Exploitation context
The bundle does not show CISA KEV listing or cited active exploitation. Practical exploitation appears conditional: an attacker needs influence over data consumed by playbooks and a vulnerable templating pattern. The risk increases where Ansible automation processes data from less-trusted hosts, inventories, or module results.
Researcher notes
Key uncertainty is environmental: the vulnerability requires unsafe playbook templating patterns.
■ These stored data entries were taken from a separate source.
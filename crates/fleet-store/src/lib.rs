//! The Store — sqlite pool, WAL pragmas, startup schema
//! application, and the `ReadTxn`/`WriteTxn` primitives every other crate in
//! the workspace builds on.
//!
//! Backed by `sqlx::SqlitePool` because the Core owns an embedded,
//! single-file database rather than pointing at a running server process.
//! The single-writer transaction discipline — the Store's write lock is
//! the sole serialization point — is an async `tokio::sync::Mutex` held
//! for the duration of one write transaction, so the authoritative
//! conflict check always runs inside the same transaction as the write
//! it guards.

use std::path::Path;
use std::sync::atomic::{AtomicU64, Ordering};
use std::time::Duration;

use fleet_model::{CasePolicy, CoreError, CoreResult};
use sqlx::sqlite::{SqliteConnectOptions, SqlitePoolOptions};
use sqlx::{Row, Sqlite, SqlitePool, Transaction};
use tokio::sync::{Mutex, MutexGuard};
use tracing::{info, warn};

const SCHEMA_SQL: &str = include_str!("schema.sql");

/// `core_metadata` key recording the case-fold policy chosen at first boot.
const METADATA_CASE_POLICY: &str = "case_policy";
/// `core_metadata` key recording the schema revision this database was
/// created with. A mismatch on a later boot is fatal.
const METADATA_SCHEMA_VERSION: &str = "schema_version";
const CURRENT_SCHEMA_VERSION: &str = "1";

/// A write transaction, holding the Store's single-writer lock for its
/// entire lifetime. Dropping it without calling [`WriteTxn::commit`] rolls
/// back, matching sqlx's `Transaction` drop semantics.
pub struct WriteTxn<'s> {
    _guard: MutexGuard<'s, ()>,
    pub tx: Transaction<'static, Sqlite>,
}

impl<'s> WriteTxn<'s> {
    pub async fn commit(self) -> CoreResult<()> {
        self.tx
            .commit()
            .await
            .map_err(|e| CoreError::transient(format!("commit failed: {e}")))
    }

    pub async fn rollback(self) -> CoreResult<()> {
        self.tx
            .rollback()
            .await
            .map_err(|e| CoreError::transient(format!("rollback failed: {e}")))
    }
}

/// A read transaction. Reads never contend with the write lock: SQLite's
/// WAL mode gives every reader a consistent snapshot via MVCC.
pub struct ReadTxn {
    pub tx: Transaction<'static, Sqlite>,
}

#[derive(Debug, Clone)]
pub struct HealthReport {
    pub ok: bool,
    pub degraded: bool,
    pub has_core_tables: bool,
    pub wal_size_bytes: u64,
}

/// The embedded SQL database plus the single-writer serialization point.
pub struct Store {
    pool: SqlitePool,
    write_lock: Mutex<()>,
    db_path: std::path::PathBuf,
    /// Incremented on every committed write; drives `maintain()`'s periodic
    /// WAL checkpoint cadence.
    writes_since_checkpoint: AtomicU64,
}

/// Threshold above which `health()` reports the Store as degraded because
/// the WAL file has grown past a size we consider healthy.
const WAL_DEGRADED_BYTES: u64 = 64 * 1024 * 1024;
/// How many committed writes trigger an incremental WAL checkpoint.
const CHECKPOINT_EVERY_N_WRITES: u64 = 500;

impl Store {
    /// Open (creating if absent) the database at `db_path`, apply pragmas,
    /// and run the schema in one transaction. Fatal on a `schema_version`
    /// or `case_policy` mismatch against what was recorded at first boot.
    pub async fn bootstrap(db_path: &Path, case_policy: CasePolicy) -> CoreResult<Self> {
        if let Some(parent) = db_path.parent() {
            std::fs::create_dir_all(parent)
                .map_err(|e| CoreError::internal(format!("create_dir_all {parent:?}: {e}")))?;
        }

        let options = SqliteConnectOptions::new()
            .filename(db_path)
            .create_if_missing(true)
            .journal_mode(sqlx::sqlite::SqliteJournalMode::Wal)
            .synchronous(sqlx::sqlite::SqliteSynchronous::Normal)
            .foreign_keys(true);

        let pool = SqlitePoolOptions::new()
            .max_connections(10)
            .connect_with(options)
            .await
            .map_err(|e| CoreError::internal(format!("failed to open {db_path:?}: {e}")))?;

        let store = Store {
            pool,
            write_lock: Mutex::new(()),
            db_path: db_path.to_path_buf(),
            writes_since_checkpoint: AtomicU64::new(0),
        };

        store.apply_schema().await?;
        store.reconcile_metadata(case_policy).await?;

        info!(path = %db_path.display(), "store bootstrapped");
        Ok(store)
    }

    /// Applies `schema.sql` as one transaction.
    async fn apply_schema(&self) -> CoreResult<()> {
        let mut tx = self
            .pool
            .begin()
            .await
            .map_err(|e| CoreError::internal(format!("begin schema txn: {e}")))?;

        sqlx::raw_sql(SCHEMA_SQL)
            .execute(&mut *tx)
            .await
            .map_err(|e| CoreError::corruption(format!("schema application failed: {e}")))?;

        tx.commit()
            .await
            .map_err(|e| CoreError::internal(format!("commit schema txn: {e}")))?;
        Ok(())
    }

    /// Reads (or, on first boot, writes) the reserved `core_metadata` rows
    /// for schema version and case-fold policy; a mismatch on either is a
    /// fatal `CORRUPTION`-class error.
    async fn reconcile_metadata(&self, case_policy: CasePolicy) -> CoreResult<()> {
        let mut tx = self
            .pool
            .begin()
            .await
            .map_err(|e| CoreError::internal(format!("begin metadata txn: {e}")))?;

        let existing_version: Option<String> =
            sqlx::query_scalar("SELECT value FROM core_metadata WHERE key = ?")
                .bind(METADATA_SCHEMA_VERSION)
                .fetch_optional(&mut *tx)
                .await
                .map_err(|e| CoreError::internal(format!("read schema_version: {e}")))?;

        match existing_version {
            None => {
                sqlx::query(
                    "INSERT INTO core_metadata (key, value) VALUES (?, ?)",
                )
                .bind(METADATA_SCHEMA_VERSION)
                .bind(CURRENT_SCHEMA_VERSION)
                .execute(&mut *tx)
                .await
                .map_err(|e| CoreError::internal(format!("write schema_version: {e}")))?;
            }
            Some(v) if v == CURRENT_SCHEMA_VERSION => {}
            Some(v) => {
                return Err(CoreError::corruption(format!(
                    "schema_version mismatch: database has {v:?}, server expects {CURRENT_SCHEMA_VERSION:?}; refusing to start"
                )));
            }
        }

        let existing_policy: Option<String> =
            sqlx::query_scalar("SELECT value FROM core_metadata WHERE key = ?")
                .bind(METADATA_CASE_POLICY)
                .fetch_optional(&mut *tx)
                .await
                .map_err(|e| CoreError::internal(format!("read case_policy: {e}")))?;

        match existing_policy {
            None => {
                sqlx::query("INSERT INTO core_metadata (key, value) VALUES (?, ?)")
                    .bind(METADATA_CASE_POLICY)
                    .bind(case_policy.as_str())
                    .execute(&mut *tx)
                    .await
                    .map_err(|e| CoreError::internal(format!("write case_policy: {e}")))?;
            }
            Some(v) if v == case_policy.as_str() => {}
            Some(v) => {
                return Err(CoreError::corruption(format!(
                    "case_policy mismatch: database was created with {v:?}, configured policy is {:?}; refusing to start",
                    case_policy.as_str()
                )));
            }
        }

        tx.commit()
            .await
            .map_err(|e| CoreError::internal(format!("commit metadata txn: {e}")))?;
        Ok(())
    }

    /// Begin the single write transaction. Blocks (suspends) until any
    /// concurrent writer completes.
    pub async fn begin_write(&self) -> CoreResult<WriteTxn<'_>> {
        let guard = self.write_lock.lock().await;
        let tx = self
            .pool
            .begin()
            .await
            .map_err(|e| CoreError::transient(format!("begin write txn: {e}")))?;
        Ok(WriteTxn { _guard: guard, tx })
    }

    /// Begin a read transaction. Never blocks on the write lock.
    pub async fn begin_read(&self) -> CoreResult<ReadTxn> {
        let tx = self
            .pool
            .begin()
            .await
            .map_err(|e| CoreError::transient(format!("begin read txn: {e}")))?;
        Ok(ReadTxn { tx })
    }

    pub fn pool(&self) -> &SqlitePool {
        &self.pool
    }

    /// Called by the caller after a successful `WriteTxn::commit` so
    /// `maintain()` can decide whether to checkpoint the WAL.
    pub fn note_write_committed(&self) {
        self.writes_since_checkpoint.fetch_add(1, Ordering::Relaxed);
    }

    /// `SELECT 1` plus a table-existence probe, reporting degraded if the
    /// WAL file exceeds [`WAL_DEGRADED_BYTES`].
    pub async fn health(&self) -> CoreResult<HealthReport> {
        let one: i32 = sqlx::query_scalar("SELECT 1")
            .fetch_one(&self.pool)
            .await
            .map_err(|e| CoreError::transient(format!("health SELECT 1 failed: {e}")))?;

        let has_core_tables: bool = sqlx::query_scalar(
            "SELECT EXISTS (SELECT 1 FROM sqlite_master WHERE type='table' AND name='events')",
        )
        .fetch_one(&self.pool)
        .await
        .map_err(|e| CoreError::transient(format!("health table probe failed: {e}")))?;

        let wal_size_bytes = wal_file_size(&self.db_path);
        let degraded = wal_size_bytes > WAL_DEGRADED_BYTES;

        Ok(HealthReport {
            ok: one == 1 && has_core_tables,
            degraded,
            has_core_tables,
            wal_size_bytes,
        })
    }

    /// Periodic maintenance: an incremental WAL checkpoint every
    /// [`CHECKPOINT_EVERY_N_WRITES`] writes, plus an opportunistic `VACUUM`
    /// when the caller believes the database is idle.
    pub async fn maintain(&self, idle: bool) -> CoreResult<()> {
        let writes = self.writes_since_checkpoint.load(Ordering::Relaxed);
        if writes >= CHECKPOINT_EVERY_N_WRITES {
            sqlx::query("PRAGMA wal_checkpoint(TRUNCATE)")
                .execute(&self.pool)
                .await
                .map_err(|e| CoreError::transient(format!("wal_checkpoint failed: {e}")))?;
            self.writes_since_checkpoint.store(0, Ordering::Relaxed);
            info!(writes, "incremental wal checkpoint");
        }

        if idle {
            sqlx::query("VACUUM")
                .execute(&self.pool)
                .await
                .map_err(|e| CoreError::transient(format!("vacuum failed: {e}")))?;
        }

        Ok(())
    }

    /// Spawn the periodic maintenance task; terminates on server shutdown
    /// once its current transaction completes.
    pub fn spawn_maintenance(store: std::sync::Arc<Store>, interval: Duration) {
        tokio::spawn(async move {
            let mut ticker = tokio::time::interval(interval);
            loop {
                ticker.tick().await;
                if let Err(e) = store.maintain(false).await {
                    warn!(error = %e, "periodic maintenance failed");
                }
            }
        });
    }
}

fn wal_file_size(db_path: &Path) -> u64 {
    let mut wal_path = db_path.as_os_str().to_owned();
    wal_path.push("-wal");
    std::fs::metadata(std::path::Path::new(&wal_path))
        .map(|m| m.len())
        .unwrap_or(0)
}

/// Helper used by every other crate to decode a stored row's timestamp
/// column without repeating the chrono parse boilerplate at every call
/// site.
pub fn get_datetime(
    row: &sqlx::sqlite::SqliteRow,
    column: &str,
) -> CoreResult<chrono::DateTime<chrono::Utc>> {
    let raw: String = row
        .try_get(column)
        .map_err(|e| CoreError::internal(format!("column {column}: {e}")))?;
    chrono::DateTime::parse_from_rfc3339(&raw)
        .map(|dt| dt.with_timezone(&chrono::Utc))
        .map_err(|e| CoreError::corruption(format!("column {column} has invalid timestamp {raw:?}: {e}")))
}

pub fn get_optional_datetime(
    row: &sqlx::sqlite::SqliteRow,
    column: &str,
) -> CoreResult<Option<chrono::DateTime<chrono::Utc>>> {
    let raw: Option<String> = row
        .try_get(column)
        .map_err(|e| CoreError::internal(format!("column {column}: {e}")))?;
    raw.map(|raw| {
        chrono::DateTime::parse_from_rfc3339(&raw)
            .map(|dt| dt.with_timezone(&chrono::Utc))
            .map_err(|e| CoreError::corruption(format!("column {column} has invalid timestamp {raw:?}: {e}")))
    })
    .transpose()
}

/// Attempts a `TRANSIENT`-classified operation up to [`MAX_RETRY_ATTEMPTS`]
/// times with bounded exponential backoff before surfacing the error as a
/// 503. Every other error kind is returned on its first occurrence without
/// retrying.
///
/// `f` is called fresh on every attempt rather than resumed, since a rolled
/// back write transaction cannot be replayed in place — callers pass a
/// closure that opens its own `WriteTxn`/`ReadTxn` per call.
pub async fn retry_transient<F, Fut, T>(mut f: F) -> CoreResult<T>
where
    F: FnMut() -> Fut,
    Fut: std::future::Future<Output = CoreResult<T>>,
{
    const MAX_RETRY_ATTEMPTS: u32 = 4;
    const INITIAL_BACKOFF: Duration = Duration::from_millis(20);

    let mut attempt: u32 = 0;
    loop {
        match f().await {
            Ok(value) => return Ok(value),
            Err(err) if err.kind.retryable() && attempt + 1 < MAX_RETRY_ATTEMPTS => {
                let delay = INITIAL_BACKOFF * 2u32.pow(attempt);
                warn!(
                    attempt,
                    kind = err.kind.code(),
                    delay_ms = delay.as_millis() as u64,
                    "retrying transient error with bounded backoff"
                );
                tokio::time::sleep(delay).await;
                attempt += 1;
            }
            Err(err) => return Err(err),
        }
    }
}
Sources identify affected Red Hat products and errata, but do not provide evidence of active exploitation. Validate both package exposure and playbook data-flow exposure before assigning emergency priority.
Mitigation direction
Apply Red Hat errata RHSA-2024:10770 and RHSA-2024:11145 where applicable.
Update affected ansible-core packages and execution environment images per vendor guidance.
Review Debian LTS guidance if using Debian-packaged ansible-core.
Avoid templating untrusted remote data or module outputs through hostvars.
Treat inventory, host facts, and module outputs as untrusted unless controlled.
Validation and detection
Inventory ansible-core versions across controllers and execution environments.
Compare Red Hat package versions against the affected list and errata.
Identify playbooks using hostvars with remote data or module outputs.
Prioritize automation touching privileged systems or broad infrastructure groups.
Confirm updated execution environment images are actually used by jobs.
Generated from the cited source records. This long-tail analysis has not been individually reviewed by a named human.
Potential ATT&CK relevance
Conservative CVE-to-ATT&CK context
These mappings and lookup hints may be relevant to the vulnerability behavior, CWE, affected product, or exposure path. Glexia-inferred context is not an official MITRE, ATT&CK, CWE, or CVE Program mapping.
ATT&CK lookup starting points
Use these exact CWE pages and searches to review the Glexia ATT&CK library from this CVE's weakness and description context.
cwe · low confidence lookup
CWE-20: Exact CWE lookup
Use the exact CWE identifier as the starting point before reviewing related ATT&CK behavior. Open the exact CWE lookup page first, then review the ATT&CK searches from that MITRE weakness context. This is a Glexia lookup hint, not an official ATT&CK mapping.
The CVE wording references code or command execution, so execution technique review may help defensive triage. This is a Glexia inferred lookup path, not an official MITRE, ATT&CK, or CVE Program mapping.
These fields come from the CVE record and ADP containers, not from Glexia's Take. They preserve time-varying source decisions such as CISA SSVC, KEV status, CVSS metrics, and provider references.
We collect every scored CVSS vector available in the official CNA and ADP containers. When more than one version is present, the table keeps the source vectors side by side instead of collapsing them into the highest score.
CWE links open Glexia weakness intelligence pages with official CWE context, developer remediation guidance, and related CVE mappings.
CWE-20 · source CWE mapping
Improper Input Validation
Improper Input Validation represents a recurring weakness pattern that can create exploitable paths when design, validation, or implementation controls are missing.